Таким образом, неодинаковая продолжительность жизни у разных видов млекопитающих может быть объяснена различием их "энергетических потенциалов" и известным правилом о благотворном влиянии на организм физических тренировок. Оказывается, что оба правила соответствуют друг другу. Способность организма к адаптации на различных уровнях его организации (в том числе и молекулярно-клеточном) — вот то ключевое свойство, которое позволяет объяснить сформулированное здесь "противоречие" и многие другие биологические парадоксы. Поэтому-то среди млекопитающих с относительно большой естественной двигательной активностью величина основного обмена (или количество О2, поглощаемого в состоянии покоя) может быть меньше, чем у животных с относительно небольшой естественной двигательной активностью.
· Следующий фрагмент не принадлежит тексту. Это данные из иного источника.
use chrono::{DateTime, Utc};
use rust_decimal::Decimal;
use serde::{Deserialize, Serialize};
use uuid::Uuid;

/// Which side of a consultation a user is on.
#[derive(Debug, Clone, Copy, PartialEq, Eq, Hash, Serialize, Deserialize)]
#[serde(rename_all = "snake_case")]
pub enum Role {
    Client,
    Consultant,
}

impl Role {
    pub fn as_str(&self) -> &'static str {
        match self {
            Self::Client => "client",
            Self::Consultant => "consultant",
        }
    }

    pub fn parse(s: &str) -> Option<Self> {
        match s {
            "client" => Some(Self::Client),
            "consultant" => Some(Self::Consultant),
            _ => None,
        }
    }

    pub fn other(&self) -> Self {
        match self {
            Self::Client => Self::Consultant,
            Self::Consultant => Self::Client,
        }
    }
}

#[derive(Debug, Clone, Copy, PartialEq, Eq, Serialize, Deserialize)]
#[serde(rename_all = "snake_case")]
pub enum ConsultationStatus {
    Active,
    Ended,
    Cancelled,
}

impl ConsultationStatus {
    pub fn as_str(&self) -> &'static str {
        match self {
            Self::Active => "active",
            Self::Ended => "ended",
            Self::Cancelled => "cancelled",
        }
    }

    pub fn parse(s: &str) -> Option<Self> {
        match s {
            "active" => Some(Self::Active),
            "ended" => Some(Self::Ended),
            "cancelled" => Some(Self::Cancelled),
            _ => None,
        }
    }
}

/// A paid consultation between one client and one consultant.
///
/// `price_per_minute_snapshot` is captured when the consultation starts and
/// never changes afterwards, even if the consultant edits their rate.
#[derive(Debug, Clone, PartialEq, Serialize, Deserialize)]
pub struct Consultation {
    pub id: Uuid,
    pub client_id: Uuid,
    pub consultant_id: Uuid,
    pub started_at: DateTime<Utc>,
    pub ended_at: Option<DateTime<Utc>>,
    pub status: ConsultationStatus,
    pub price_per_minute_snapshot: Decimal,
    pub total_charged: Decimal,
}

impl Consultation {
    /// The role `user_id` plays in this consultation, if any.
    pub fn role_of(&self, user_id: Uuid) -> Option<Role> {
        if user_id == self.client_id {
            Some(Role::Client)
        } else if user_id == self.consultant_id {
            Some(Role::Consultant)
        } else {
            None
        }
    }

    pub fn is_active(&self) -> bool {
        self.status == ConsultationStatus::Active
    }
}

#[derive(Debug, Clone, Copy, PartialEq, Eq, Serialize, Deserialize)]
#[serde(rename_all = "snake_case")]
pub enum TransactionKind {
    Add,
    Debit,
}

impl TransactionKind {
    pub fn as_str(&self) -> &'static str {
        match self {
            Self::Add => "add",
            Self::Debit => "debit",
        }
    }

    pub fn parse(s: &str) -> Option<Self> {
        match s {
            "add" => Some(Self::Add),
            "debit" => Some(Self::Debit),
            _ => None,
        }
    }
}

/// One immutable row of the credit ledger.
#[derive(Debug, Clone, PartialEq, Serialize, Deserialize)]
pub struct LedgerTransaction {
    pub id: Uuid,
    pub user_id: Uuid,
    #[serde(rename = "type")]
    pub kind: TransactionKind,
    pub amount: Decimal,
    pub balance_after: Decimal,
    pub reference_id: String,
    pub created_at: DateTime<Utc>,
}

impl LedgerTransaction {
    /// Amount with the sign it contributes to the balance.
    pub fn signed_amount(&self) -> Decimal {
        match self.kind {
            TransactionKind::Add => self.amount,
            TransactionKind::Debit => -self.amount,
        }
    }
}

/// A persisted chat line from a consultation room.
#[derive(Debug, Clone, PartialEq, Serialize, Deserialize)]
pub struct ChatMessage {
    pub id: Uuid,
    pub consultation_id: Uuid,
    pub sender_role: Role,
    pub content: String,
    pub created_at: DateTime<Utc>,
}

#[derive(Debug, Clone, Copy, PartialEq, Eq, Serialize, Deserialize)]
#[serde(rename_all = "snake_case")]
pub enum ConsultantStatus {
    Online,
    Busy,
    Offline,
}

impl ConsultantStatus {
    pub fn as_str(&self) -> &'static str {
        match self {
            Self::Online => "online",
            Self::Busy => "busy",
            Self::Offline => "offline",
        }
    }

    pub fn parse(s: &str) -> Option<Self> {
        match s {
            "online" => Some(Self::Online),
            "busy" => Some(Self::Busy),
            "offline" => Some(Self::Offline),
            _ => None,
        }
    }
}

#[derive(Debug, Clone, PartialEq, Serialize, Deserialize)]
pub struct ConsultantProfile {
    pub user_id: Uuid,
    pub price_per_minute: Decimal,
    pub status: ConsultantStatus,
}

#[derive(Debug, Clone, Serialize, Deserialize)]
pub struct User {
    pub id: Uuid,
    pub username: String,
    pub role: Role,
    pub created_at: DateTime<Utc>,
}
Проведенный нами анализ биологических закономерностей позволяет считать низкую физическую активность фактором, отнюдь не способствующим долголетию. Но теперь нельзя согласиться и с теми, кто ратует за резкое увеличение двигательной активности. Это увеличение должно быть умеренным, тренирующим механизмы регуляции метаболизма в пределах адаптационных способностей организма (или в пределах физиологического стресса, по выражению И. А. Аршавского), а не только истощающим энергетический жизненный потенциал. Но адаптационная способность организма в существенной степени зависит от его генетической конституции. Таким образом, пределы благотворного действия и интенсивности двигательной активности должны быть для разных людей различными.

Вопрос о конкретных путях определения индивидуальных оптимальных физических нагрузок уже выходит за рамки проблем, обсуждаемых в этой книге. Наша задача состояла в том, чтобы найти молекулярные основы для поиска такого оптимума и для дополнительной количественной характеристики адаптационной способности организма. Одной из таких характеристик может служить величина отношения скорости образования кислородных радикалов, Н2О2, перекисей липидов к концентрации защитных ферментов (особенно супероксиддисмутазы) и низкомолекулярных антиоксидантов. Если в условиях достаточно полного энергетического обеспечения клеток и тканей это отношение мало, то можно говорить о высокой адаптационной способности.